Oil workers may find a great deal of reward in their jobs, particularly financial award, but some of them merely endure the lifestyle of an oil worker and act out in their spare time. Addiction in particular is a very common struggle for an oil worker for a variety of reasons. The basics of why oil workers struggle with addiction are because of the stress of work, the excess of money and the lack of healthy recreation. The combinations of these things, especially through long winters in isolated work camps, makes for the perfect conditions for addiction to thrive.
The stress of work for oil workers can be quite serious. The jobs are basic trade jobs, but the expectations in oil work are very high. The workers are watched carefully for maximized job performance. The work schedule they are required to follow can be grueling. They are typically required to work a number of days on, as many as fourteen, then get an extended amount of time off, but the on hours are long and can feel never ending. This can badly burn oil workers out and make them turn to various addictions in order to self medicate.
The excess of money that oil workers have becomes a problem that increases the likelihood of addiction. Oil workers are paid very high salaries for the jobs they do because oil is such a lucrative commodity. The problem with this is, oil workers who are isolated to one location without much to do and a lot of money to burn tend to get into trouble. Their money readily starts going toward drugs, alcohol, sex and a number of other vices that keep them occupied and entertained.
And, as an extension of too much money as a problem, the lack of recreation in oil towns is extreme. Oil towns are boom towns, meaning they were thrown together in haste to support a fast rising industry and a major influx of workers.

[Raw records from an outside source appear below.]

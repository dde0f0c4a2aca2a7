//! Randomized generation passes that carve the maze into the grid.
//!
//! This module contains the three mutating passes run at construction time: the frontier-growth
//! path generator that carves the initial skeleton, the room carver that overlays open rectangles,
//! and the boundary connectors that stitch the fixed start and end cells to the carved network.
//! Every pass borrows the grid exclusively and draws from an injected seedable generator so runs
//! can be reproduced in tests.

use rand::{rngs::StdRng, Rng as _};

use crate::{cell::CellType, grid::Grid, position::Position};

/// Carves a connected, loop-free skeleton of path cells into the interior of the grid.
///
/// This function implements a simplified randomized-Prim growth: it carves a uniformly random
/// interior seed cell, then repeatedly draws a candidate from a frontier list of interior
/// neighbors and carves it only when exactly one of its orthogonal neighbors is already a path,
/// which extends the network without closing a loop. Rejected candidates are discarded; the
/// frontier is deliberately not deduplicated, so cells queued several times act as a natural
/// weighting.
pub(crate) fn carve_skeleton(grid: &mut Grid, rng: &mut StdRng) {
    let seed = Position::new(
        rng.gen_range(1..grid.width() - 1),
        rng.gen_range(1..grid.height() - 1),
    );
    grid.set_type_at(seed, CellType::Path);

    let mut frontier = Vec::new();
    push_frontier_candidates(grid, seed, &mut frontier);

    while !frontier.is_empty() {
        let candidate = frontier.swap_remove(rng.gen_range(0..frontier.len()));

        if path_neighbor_count(grid, candidate) == 1 {
            grid.set_type_at(candidate, CellType::Path);
            push_frontier_candidates(grid, candidate, &mut frontier);
        }
    }
}

/// Pushes the interior orthogonal neighbors of a carved cell onto the frontier.
///
/// Neighbors that would leave the interior band `[1, width-2] x [1, height-2]` are skipped, which
/// keeps the skeleton off the outer wall ring.
fn push_frontier_candidates(grid: &Grid, position: Position, frontier: &mut Vec<Position>) {
    if position.x != 1 {
        frontier.push(Position::new(position.x - 1, position.y));
    }
    if position.x != grid.width() - 2 {
        frontier.push(Position::new(position.x + 1, position.y));
    }
    if position.y != 1 {
        frontier.push(Position::new(position.x, position.y - 1));
    }
    if position.y != grid.height() - 2 {
        frontier.push(Position::new(position.x, position.y + 1));
    }
}

/// Counts how many orthogonal neighbors of a position are already carved paths.
fn path_neighbor_count(grid: &Grid, position: Position) -> usize {
    grid.neighbors(position)
        .into_iter()
        .filter(|&neighbor| grid.is_type(neighbor, CellType::Path))
        .count()
}

/// Overlays open rectangular rooms onto the carved grid.
///
/// This function carves `num_rooms` axis-aligned rectangles with a uniformly random interior
/// anchor and side lengths drawn from one or two cells, redrawing any side that would push the
/// rectangle past the grid bound. Rooms may overlap each other and overwrite any prior cell type;
/// they only ever write paths, so connectivity already established by the skeleton is preserved.
pub(crate) fn add_rooms(grid: &mut Grid, num_rooms: usize, rng: &mut StdRng) {
    for _ in 0..num_rooms {
        let anchor = Position::new(
            rng.gen_range(1..grid.width() - 1),
            rng.gen_range(1..grid.height() - 1),
        );

        let mut room_width = room_extent(rng);
        while anchor.x + room_width >= grid.width() {
            room_width = room_extent(rng);
        }

        let mut room_height = room_extent(rng);
        while anchor.y + room_height >= grid.height() {
            room_height = room_extent(rng);
        }

        carve_room(grid, anchor, room_width, room_height);
    }
}

/// Draws a random room side length of one or two cells.
fn room_extent(rng: &mut StdRng) -> usize {
    rng.gen_range(1..=2)
}

/// Sets every cell of a rectangle to a path, starting from its top-left anchor.
fn carve_room(grid: &mut Grid, anchor: Position, width: usize, height: usize) {
    for row in 0..height {
        for col in 0..width {
            grid.set_type_at(
                Position::new(anchor.x + col, anchor.y + row),
                CellType::Path,
            );
        }
    }
}

/// Stitches the fixed start cell to the carved path network.
///
/// This function walks down column 1 from the top, carving wall cells to paths while both the
/// column-1 cell below and its column-2 diagonal neighbor are still walls. The walk stops at the
/// first pre-existing path cell it encounters, or at the bottom of the column when the skeleton
/// never came near the border. It is a local greedy repair and does not verify full reachability.
pub(crate) fn connect_start(grid: &mut Grid) {
    let mut row = 0;
    while row + 1 < grid.height()
        && grid.is_type(Position::new(1, row + 1), CellType::Wall)
        && grid.is_type(Position::new(2, row), CellType::Wall)
    {
        grid.set_type_at(Position::new(1, row + 1), CellType::Path);
        row += 1;
    }
}

/// Stitches the fixed end cell to the carved path network.
///
/// This function mirrors [`connect_start`] from the bottom-right corner: it walks left along row
/// `height-2`, carving wall cells to paths while both the row `height-2` cell and its row
/// `height-3` neighbor one column to the right are still walls, stopping at the first carved cell
/// or at the end of the row.
pub(crate) fn connect_end(grid: &mut Grid) {
    let width = grid.width();
    let height = grid.height();
    if height < 3 {
        return;
    }

    let mut step = 0;
    while width >= step + 2
        && grid.is_type(Position::new(width - 1 - step, height - 3), CellType::Wall)
        && grid.is_type(Position::new(width - 2 - step, height - 2), CellType::Wall)
    {
        grid.set_type_at(Position::new(width - 2 - step, height - 2), CellType::Path);
        step += 1;
    }
}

Recreation is often the last priority of boom towns, leaving oil workers to twiddle their thumbs and get into mischief that leads them toward addiction and substance abuse.
The oil industry of Canada is one of the country’s most lucrative industries, despite its recent recession. It all began with the discovery of vast oil sands in Northern Alberta that lead to the formation of boom towns like Fort McMurray that brought workers from all over Canada. Despite the industry’s long term success, it has a dark side that is often swept under the rug. This dark side is addiction and substance abuse. The statistics on addiction and substance abuse among oil workers are shocking, making it the most addiction and substance abuse ridden industry in Canada. The expression of these problems are numerous.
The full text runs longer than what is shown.